* [Exercise directions]
Below are entries; write every one of them out again exactly.

-- Records follows --

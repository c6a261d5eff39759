//! Core library logic.
//!
//! This module contains:
//! - ContentStore: The record sequence and its persistence
//! - Query: Filtering and sorting for display
//! - Extractor: Validate, summarize and record a URL
//! - Export: JSON export documents

pub mod export;
pub mod extractor;
pub mod query;
pub mod store;

// Re-export commonly used types
pub use export::{BulkExport, CopyPayload, ExportedRecord, RecordExport};
pub use extractor::{ExtractError, ExtractionHandle, Extractor};
pub use query::{apply, apply_at, available_domains, QueryView};
pub use store::{ContentStore, LookupError};
//! Query engine: filter and sort a record sequence.
//!
//! Steps run in a fixed order: text search, domain, date range, then a
//! stable sort. Inputs are never modified; the result is a new sequence.
//! Records with equal sort keys keep their relative (newest-first) order
//! in both directions.

use std::cmp::Ordering;
use std::collections::BTreeSet;

use chrono::{DateTime, Datelike, Days, Local, NaiveDate, NaiveDateTime, TimeZone, Utc};

use crate::domain::{ContentRecord, DateRange, DomainFilter, FilterCriteria, SortBy, SortOrder};

/// Filtered view with the counts the UI shows ("Showing X of Y")
#[derive(Debug, Clone, PartialEq, Eq)]
pub struct QueryView {
    /// Matching records, in display order
    pub items: Vec<ContentRecord>,

    /// Number of records before filtering
    pub total: usize,

    /// Whether any filter (not just the sort) was active
    pub filtered: bool,
}

impl QueryView {
    /// Number of records shown
    pub fn shown(&self) -> usize {
        self.items.len()
    }
}

/// Apply `criteria` against the local wall clock
pub fn apply(records: &[ContentRecord], criteria: &FilterCriteria) -> Vec<ContentRecord> {
    apply_at(records, criteria, &Local::now())
}

/// Apply `criteria` with an explicit "now"; date windows use `now`'s time zone
pub fn apply_at<Tz: TimeZone>(
    records: &[ContentRecord],
    criteria: &FilterCriteria,
    now: &DateTime<Tz>,
) -> Vec<ContentRecord> {
    let needle = criteria.search.to_lowercase();
    let since = cutoff(criteria.date_range, now);

    let mut matched: Vec<ContentRecord> = records
        .iter()
        .filter(|r| needle.is_empty() || matches_search(r, &needle))
        .filter(|r| match &criteria.domain {
            DomainFilter::All => true,
            DomainFilter::Exact(domain) => &r.domain == domain,
        })
        .filter(|r| since.map_or(true, |c| r.extracted_at >= c))
        .cloned()
        .collect();

    // sort_by is stable
    matched.sort_by(|a, b| {
        let ord = compare(a, b, criteria.sort_by);
        match criteria.sort_order {
            SortOrder::Asc => ord,
            SortOrder::Desc => ord.reverse(),
        }
    });

    matched
}

/// Apply `criteria` and package the result with its counts
pub fn view(records: &[ContentRecord], criteria: &FilterCriteria) -> QueryView {
    QueryView {
        items: apply(records, criteria),
        total: records.len(),
        filtered: criteria.is_filtered(),
    }
}

/// Distinct domains, sorted, for the domain picker
pub fn available_domains(records: &[ContentRecord]) -> Vec<String> {
    records
        .iter()
        .map(|r| r.domain.clone())
        .collect::<BTreeSet<_>>()
        .into_iter()
        .collect()
}

/// `needle` must already be lowercase
fn matches_search(record: &ContentRecord, needle: &str) -> bool {
    record.summary.to_lowercase().contains(needle)
        || record
            .key_points
            .iter()
            .any(|p| p.to_lowercase().contains(needle))
        || record.url.to_lowercase().contains(needle)
        || record.domain.to_lowercase().contains(needle)
}

fn compare(a: &ContentRecord, b: &ContentRecord, sort_by: SortBy) -> Ordering {
    match sort_by {
        SortBy::Date => a.extracted_at.cmp(&b.extracted_at),
        SortBy::Domain => a.domain.cmp(&b.domain),
        SortBy::Length => a.summary_len().cmp(&b.summary_len()),
    }
}

/// Earliest instant a record may have to stay in the window
fn cutoff<Tz: TimeZone>(range: DateRange, now: &DateTime<Tz>) -> Option<DateTime<Utc>> {
    let cutoff = match range {
        DateRange::All => return None,
        DateRange::Today => start_of_day(now),
        DateRange::Week => now
            .clone()
            .checked_sub_days(Days::new(7))
            .unwrap_or_else(|| now.clone() - chrono::Duration::days(7)),
        DateRange::Month => month_before(now),
    };
    Some(cutoff.with_timezone(&Utc))
}

/// Local midnight of `now`'s day (or the first instant after it, across a DST gap)
fn start_of_day<Tz: TimeZone>(now: &DateTime<Tz>) -> DateTime<Tz> {
    let midnight = now.date_naive().and_time(chrono::NaiveTime::MIN);
    local_instant(&now.timezone(), midnight).unwrap_or_else(|| now.clone())
}

/// Same wall-clock time one month earlier.
///
/// The day of month is kept and any excess rolls into the following month,
/// so Mar 31 maps to Feb 31, which is Mar 2 (or Mar 3 outside leap years).
fn month_before<Tz: TimeZone>(now: &DateTime<Tz>) -> DateTime<Tz> {
    let local = now.naive_local();
    let (year, month) = match local.month() {
        1 => (local.year() - 1, 12),
        m => (local.year(), m - 1),
    };

    NaiveDate::from_ymd_opt(year, month, 1)
        .and_then(|first| first.checked_add_days(Days::new(u64::from(local.day() - 1))))
        .and_then(|date| local_instant(&now.timezone(), date.and_time(local.time())))
        .unwrap_or_else(|| now.clone() - chrono::Duration::days(30))
}

/// Map a wall-clock time to an instant, moving forward out of a DST gap
fn local_instant<Tz: TimeZone>(tz: &Tz, local: NaiveDateTime) -> Option<DateTime<Tz>> {
    (0..=2)
        .filter_map(|hours| {
            tz.from_local_datetime(&(local + chrono::Duration::hours(hours)))
                .earliest()
        })
        .next()
}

-- Records concluded --

* [Solution]
repository c6a261d5eff39759
//! Core library logic.
//!
//! This module contains:
//! - ContentStore: The record sequence and its persistence
//! - Query: Filtering and sorting for display
//! - Extractor: Validate, summarize and record a URL
//! - Export: JSON export documents

pub mod export;
pub mod extractor;
pub mod query;
pub mod store;

// Re-export commonly used types
pub use export::{BulkExport, CopyPayload, ExportedRecord, RecordExport};
pub use extractor::{ExtractError, ExtractionHandle, Extractor};
pub use query::{apply, apply_at, available_domains, QueryView};
pub use store::{ContentStore, LookupError};
//! Query engine: filter and sort a record sequence.
//!
//! Steps run in a fixed order: text search, domain, date range, then a
//! stable sort. Inputs are never modified; the result is a new sequence.
//! Records with equal sort keys keep their relative (newest-first) order
//! in both directions.

use std::cmp::Ordering;
use std::collections::BTreeSet;

use chrono::{DateTime, Datelike, Days, Local, NaiveDate, NaiveDateTime, TimeZone, Utc};

use crate::domain::{ContentRecord, DateRange, DomainFilter, FilterCriteria, SortBy, SortOrder};

/// Filtered view with the counts the UI shows ("Showing X of Y")
#[derive(Debug, Clone, PartialEq, Eq)]
pub struct QueryView {
    /// Matching records, in display order
    pub items: Vec<ContentRecord>,

    /// Number of records before filtering
    pub total: usize,

    /// Whether any filter (not just the sort) was active
    pub filtered: bool,
}

impl QueryView {
    /// Number of records shown
    pub fn shown(&self) -> usize {
        self.items.len()
    }
}

/// Apply `criteria` against the local wall clock
pub fn apply(records: &[ContentRecord], criteria: &FilterCriteria) -> Vec<ContentRecord> {
    apply_at(records, criteria, &Local::now())
}

/// Apply `criteria` with an explicit "now"; date windows use `now`'s time zone
pub fn apply_at<Tz: TimeZone>(
    records: &[ContentRecord],
    criteria: &FilterCriteria,
    now: &DateTime<Tz>,
) -> Vec<ContentRecord> {
    let needle = criteria.search.to_lowercase();
    let since = cutoff(criteria.date_range, now);

    let mut matched: Vec<ContentRecord> = records
        .iter()
        .filter(|r| needle.is_empty() || matches_search(r, &needle))
        .filter(|r| match &criteria.domain {
            DomainFilter::All => true,
            DomainFilter::Exact(domain) => &r.domain == domain,
        })
        .filter(|r| since.map_or(true, |c| r.extracted_at >= c))
        .cloned()
        .collect();

    // sort_by is stable
    matched.sort_by(|a, b| {
        let ord = compare(a, b, criteria.sort_by);
        match criteria.sort_order {
            SortOrder::Asc => ord,
            SortOrder::Desc => ord.reverse(),
        }
    });

    matched
}

/// Apply `criteria` and package the result with its counts
pub fn view(records: &[ContentRecord], criteria: &FilterCriteria) -> QueryView {
    QueryView {
        items: apply(records, criteria),
        total: records.len(),
        filtered: criteria.is_filtered(),
    }
}

/// Distinct domains, sorted, for the domain picker
pub fn available_domains(records: &[ContentRecord]) -> Vec<String> {
    records
        .iter()
        .map(|r| r.domain.clone())
        .collect::<BTreeSet<_>>()
        .into_iter()
        .collect()
}

/// `needle` must already be lowercase
fn matches_search(record: &ContentRecord, needle: &str) -> bool {
    record.summary.to_lowercase().contains(needle)
        || record
            .key_points
            .iter()
            .any(|p| p.to_lowercase().contains(needle))
        || record.url.to_lowercase().contains(needle)
        || record.domain.to_lowercase().contains(needle)
}

fn compare(a: &ContentRecord, b: &ContentRecord, sort_by: SortBy) -> Ordering {
    match sort_by {
        SortBy::Date => a.extracted_at.cmp(&b.extracted_at),
        SortBy::Domain => a.domain.cmp(&b.domain),
        SortBy::Length => a.summary_len().cmp(&b.summary_len()),
    }
}

/// Earliest instant a record may have to stay in the window
fn cutoff<Tz: TimeZone>(range: DateRange, now: &DateTime<Tz>) -> Option<DateTime<Utc>> {
    let cutoff = match range {
        DateRange::All => return None,
        DateRange::Today => start_of_day(now),
        DateRange::Week => now
            .clone()
            .checked_sub_days(Days::new(7))
            .unwrap_or_else(|| now.clone() - chrono::Duration::days(7)),
        DateRange::Month => month_before(now),
    };
    Some(cutoff.with_timezone(&Utc))
}

/// Local midnight of `now`'s day (or the first instant after it, across a DST gap)
fn start_of_day<Tz: TimeZone>(now: &DateTime<Tz>) -> DateTime<Tz> {
    let midnight = now.date_naive().and_time(chrono::NaiveTime::MIN);
    local_instant(&now.timezone(), midnight).unwrap_or_else(|| now.clone())
}

/// Same wall-clock time one month earlier.
///
/// The day of month is kept and any excess rolls into the following month,
/// so Mar 31 maps to Feb 31, which is Mar 2 (or Mar 3 outside leap years).
fn month_before<Tz: TimeZone>(now: &DateTime<Tz>) -> DateTime<Tz> {
    let local = now.naive_local();
    let (year, month) = match local.month() {
        1 => (local.year() - 1, 12),
        m => (local.year(), m - 1),
    };

    NaiveDate::from_ymd_opt(year, month, 1)
        .and_then(|first| first.checked_add_days(Days::new(u64::from(local.day() - 1))))
        .and_then(|date| local_instant(&now.timezone(), date.and_time(local.time())))
        .unwrap_or_else(|| now.clone() - chrono::Duration::days(30))
}

/// Map a wall-clock time to an instant, moving forward out of a DST gap
fn local_instant<Tz: TimeZone>(tz: &Tz, local: NaiveDateTime) -> Option<DateTime<Tz>> {
    (0..=2)
        .filter_map(|hours| {
            tz.from_local_datetime(&(local + chrono::Duration::hours(hours)))
                .earliest()
        })
        .next()
}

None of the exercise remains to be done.